© 2006 Jonathan Bernstein
Estimated Readership: 14,000+
JUST A THOUGHT
I had a nightmare last night that our reputation was going down the drain while we held committee meetings to try and figure out how to respond.
CRISIS MANAGER UNIVERSITY
Mel Gibson's Inept Crisis Management
by Jonathan Bernstein
Ah, Mel. You drunken case study in inept crisis management, you. First you make a huge personal mistake. Then you start to do the right thing, categorically, but by not going far enough you further undermine what shreds of credibility you still retained.
When the transcript of Mel Gibson's alcohol-fueled tirade emerged from his Los Angeles County traffic stop, he and his advisors clearly realized that he was in an extremely tenuous situation requiring an immediate mea culpa. But what to apologize for? Being drunk and driving? For making negative comment about Jews, women and the police? For being belligerent towards the cops? For letting down his fans?
The answer should have been "all of the above." There are few adults who haven't experienced drunkenness at least once. Most adults who have been drunk know that while they may have said very regrettable things under the influence, what they said was usually based on some actual feeling. Booze doesn't create feelings or beliefs, but it directly affects the judgment center of the brain, causing thoughts to become verbalized.
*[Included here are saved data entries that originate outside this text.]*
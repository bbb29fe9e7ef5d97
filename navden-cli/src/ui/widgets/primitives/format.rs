//! Formatting helpers for dashboard values.

use std::time::Duration;

/// Compact wall-clock duration: "5s", "2m30s", "1h15m".
pub fn format_duration_compact(d: Duration) -> String {
    let secs = d.as_secs();
    if secs < 60 {
        format!("{}s", secs)
    } else if secs < 3600 {
        format!("{}m{}s", secs / 60, secs % 60)
    } else {
        format!("{}h{}m", secs / 3600, (secs % 3600) / 60)
    }
}

/// Simulated time in seconds with one decimal.
pub fn format_sim_time(seconds: f64) -> String {
    format!("{:.1}s", seconds)
}

pub fn format_percent(value: f64, precision: usize) -> String {
    format!("{:.precision$}%", value, precision = precision)
}

/// Distance in metres, switching to kilometres from 1000 m.
pub fn format_meters(meters: f64) -> String {
    if meters.abs() >= 1000.0 {
        format!("{:.2} km", meters / 1000.0)
    } else {
        format!("{:.2} m", meters)
    }
}
//! Dashboard session: the single owner of everything the UI displays.
//!
//! Stream frames, demo frames and REST snapshots are all folded into a
//! [`DashboardSession`]. The session is plain data; the dashboard loop owns
//! it and applies updates between draws, so no locking is needed.

use crate::charts;
use crate::client::PollEvent;
use crate::demo::DemoFrame;
use crate::model::{
    JammingAnalysis, MissionMetrics, NavigationMode, NavigationState, SimulationResults,
    TrajectoryPoint,
};
use crate::stream::{LiveMetrics, StreamEvent, StreamMessage, UpdateFrame};

/// Where the session's data comes from.
#[derive(Debug, Clone, Copy, PartialEq, Eq, Default)]
pub enum SessionSource {
    /// REST snapshots.
    #[default]
    Backend,
    /// The `/ws` stream.
    Stream,
    /// The local guidance demo.
    Demo,
}

/// State of the live feed.
#[derive(Debug, Clone, PartialEq, Eq, Default)]
pub enum ConnectionStatus {
    #[default]
    Idle,
    Connected,
    /// Feed ended; carries the reason if one was given.
    Closed(Option<String>),
}

#[derive(Debug, Clone, Default)]
pub struct DashboardSession {
    source: SessionSource,
    trajectory: Vec<TrajectoryPoint>,
    state: Option<NavigationState>,
    live: LiveMetrics,
    metrics: Option<MissionMetrics>,
    analysis: Option<JammingAnalysis>,
    sim_time: f64,
    progress: f64,
    step: u64,
    total_steps: u64,
    running: bool,
    connection: ConnectionStatus,
    last_error: Option<String>,
    malformed_frames: u64,
}

impl DashboardSession {
    pub fn new(source: SessionSource) -> Self {
        Self {
            source,
            ..Default::default()
        }
    }

    /// Fold one adapter event into the session.
    pub fn apply_event(&mut self, event: StreamEvent) {
        match event {
            StreamEvent::Connected { .. } => {
                self.connection = ConnectionStatus::Connected;
            }
            StreamEvent::Message(message) => self.apply(message),
            StreamEvent::Malformed(reason) => {
                self.malformed_frames += 1;
                self.last_error = Some(format!("Malformed frame: {}", reason));
            }
            StreamEvent::Closed(reason) => {
                if let Some(reason) = &reason {
                    self.last_error = Some(reason.clone());
                }
                self.running = false;
                self.connection = ConnectionStatus::Closed(reason);
            }
        }
    }

    /// Fold one decoded stream frame into the session.
    ///
    /// - `start` clears the previous run and raises the running flag
    /// - `update` appends one sample
    /// - `complete` stores the final metrics and lowers the running flag
    /// - `error` records the message and lowers the running flag
    pub fn apply(&mut self, message: StreamMessage) {
        match message {
            StreamMessage::Start(start) => {
                self.clear_run();
                self.total_steps = start.total_steps;
                self.running = true;
            }
            StreamMessage::Update(update) => self.apply_update(&update),
            StreamMessage::Complete(complete) => {
                self.metrics = Some(complete.final_metrics);
                self.progress = 100.0;
                self.running = false;
            }
            StreamMessage::Error(error) => {
                self.last_error = Some(error.message);
                self.running = false;
            }
        }
    }

    fn apply_update(&mut self, update: &UpdateFrame) {
        let point = update.to_trajectory_point();
        let previous = self.state.take();

        self.state = Some(NavigationState {
            true_position: update.data.true_position,
            estimated_position: update.data.estimated_position,
            velocity: previous.as_ref().map(|s| s.velocity).unwrap_or_default(),
            heading: previous.as_ref().map(|s| s.heading).unwrap_or_default(),
            altitude: previous.as_ref().map(|s| s.altitude).unwrap_or_default(),
            error: update.data.error,
            confidence: update.data.confidence,
            gps_available: !update.data.gps_status.is_jammed(),
            navigation_mode: point.nav_mode.clone(),
            current_waypoint: previous
                .as_ref()
                .map(|s| s.current_waypoint)
                .unwrap_or_default(),
            mission_progress: update.progress,
        });

        self.live = update.metrics.clone();
        self.sim_time = update.time;
        self.progress = update.progress;
        self.step = update.step;
        if update.total_steps > 0 {
            self.total_steps = update.total_steps;
        }
        // A stream that skipped `start` is still a live run.
        self.running = true;
        self.trajectory.push(point);
    }

    /// Fold one demo tick into the session.
    pub fn apply_demo_frame(&mut self, frame: &DemoFrame) {
        if frame.step == 1 {
            self.clear_run();
        }
        self.trajectory.push(frame.to_trajectory_point());
        self.state = Some(frame.to_navigation_state());
        self.live.waypoints_reached = frame.waypoints_reached;
        self.live.max_error = self.live.max_error.max(frame.drift);
        self.live.total_distance += frame.true_velocity.length() * (frame.time - self.sim_time);
        self.sim_time = frame.time;
        self.step = frame.step;
        self.progress = frame.progress();
        self.running = !frame.finished;

        if frame.finished {
            self.metrics = Some(MissionMetrics {
                waypoints_reached: frame.waypoints_reached,
                total_waypoints: frame.total_waypoints,
                mission_progress: frame.progress(),
                mission_success_rate: frame.progress(),
                max_position_error: self.live.max_error,
                final_confidence: frame.confidence,
                total_distance: self.live.total_distance,
                current_time: frame.time,
                gps_jammed: frame.is_jammed(),
                navigation_mode: self.navigation_mode(),
            });
            self.analysis = charts::jamming_windows(&self.trajectory)
                .first()
                .map(|window| charts::analyze_jamming(&self.trajectory, *window));
        }
    }

    /// Fold one REST poll result into the session.
    ///
    /// - `Results` replaces the session with a completed run
    /// - `Snapshot` overwrites whatever the backend could serve and clears
    ///   the last error
    /// - `Failed` records the error and keeps the previous data
    pub fn apply_poll_event(&mut self, event: PollEvent) {
        match event {
            PollEvent::Results(results) => {
                self.connection = ConnectionStatus::Connected;
                self.load_results(*results);
            }
            PollEvent::Snapshot(snapshot) => {
                self.connection = ConnectionStatus::Connected;
                self.last_error = None;
                let snapshot = *snapshot;
                if let Some(current) = snapshot.state {
                    self.set_state(current.time, current.state);
                }
                self.replace_trajectory(snapshot.trajectory);
                if let Some(metrics) = snapshot.metrics {
                    self.set_metrics(metrics);
                }
                if let Some(analysis) = snapshot.analysis {
                    self.set_analysis(analysis);
                }
            }
            PollEvent::Failed(message) => self.record_error(message),
        }
    }

    /// Replace everything with a completed REST run.
    pub fn load_results(&mut self, results: SimulationResults) {
        self.clear_run();
        self.sim_time = results
            .trajectory_data
            .last()
            .map(|p| p.time)
            .unwrap_or_default();
        self.trajectory = results.trajectory_data;
        self.state = results.current_state;
        self.progress = results.metrics.mission_progress;
        self.metrics = Some(results.metrics);
        self.analysis = Some(results.jamming_analysis);
        self.running = false;
    }

    pub fn set_state(&mut self, time: f64, state: NavigationState) {
        self.sim_time = time;
        self.progress = state.mission_progress;
        self.state = Some(state);
    }

    pub fn set_metrics(&mut self, metrics: MissionMetrics) {
        self.metrics = Some(metrics);
    }

    pub fn set_analysis(&mut self, analysis: JammingAnalysis) {
        self.analysis = Some(analysis);
    }

    pub fn replace_trajectory(&mut self, trajectory: Vec<TrajectoryPoint>) {
        self.trajectory = trajectory;
    }

    pub fn record_error(&mut self, message: impl Into<String>) {
        self.last_error = Some(message.into());
    }

    /// Forget all run data but keep the source and connection status.
    pub fn reset(&mut self) {
        self.clear_run();
        self.running = false;
    }

    fn clear_run(&mut self) {
        self.trajectory.clear();
        self.state = None;
        self.live = LiveMetrics::default();
        self.metrics = None;
        self.analysis = None;
        self.sim_time = 0.0;
        self.progress = 0.0;
        self.step = 0;
        self.total_steps = 0;
        self.last_error = None;
    }

    pub fn source(&self) -> SessionSource {
        self.source
    }

    pub fn trajectory(&self) -> &[TrajectoryPoint] {
        &self.trajectory
    }

    pub fn state(&self) -> Option<&NavigationState> {
        self.state.as_ref()
    }

    pub fn live(&self) -> &LiveMetrics {
        &self.live
    }

    pub fn metrics(&self) -> Option<&MissionMetrics> {
        self.metrics.as_ref()
    }

    pub fn analysis(&self) -> Option<&JammingAnalysis> {
        self.analysis.as_ref()
    }

    pub fn sim_time(&self) -> f64 {
        self.sim_time
    }

    /// Run progress, 0-100.
    pub fn progress(&self) -> f64 {
        self.progress
    }

    pub fn step(&self) -> u64 {
        self.step
    }

    pub fn total_steps(&self) -> u64 {
        self.total_steps
    }

    pub fn is_running(&self) -> bool {
        self.running
    }

    pub fn connection(&self) -> &ConnectionStatus {
        &self.connection
    }

    pub fn last_error(&self) -> Option<&str> {
        self.last_error.as_deref()
    }

    pub fn malformed_frames(&self) -> u64 {
        self.malformed_frames
    }

    pub fn has_data(&self) -> bool {
        !self.trajectory.is_empty()
    }

    /// True when the newest sample was taken without GPS.
    pub fn is_jammed(&self) -> bool {
        self.trajectory.last().is_some_and(|p| p.is_jammed())
    }

    pub fn navigation_mode(&self) -> NavigationMode {
        self.state
            .as_ref()
            .map(|s| s.navigation_mode.clone())
            .unwrap_or_default()
    }
}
The statement he made read as follows:
"After drinking alcohol on Thursday night, I did a number of things that were very wrong and for which I am ashamed. I drove a car when I should not have, and was stopped by the L.A. County sheriffs. The arresting officer was just doing his job and I feel fortunate that I was apprehended before I caused injury to any other person.
"I acted like a person completely out of control when I was arrested, and said things that I do not believe to be true and which are despicable. I am deeply ashamed of everything I said and I apologize to anyone who I have offended.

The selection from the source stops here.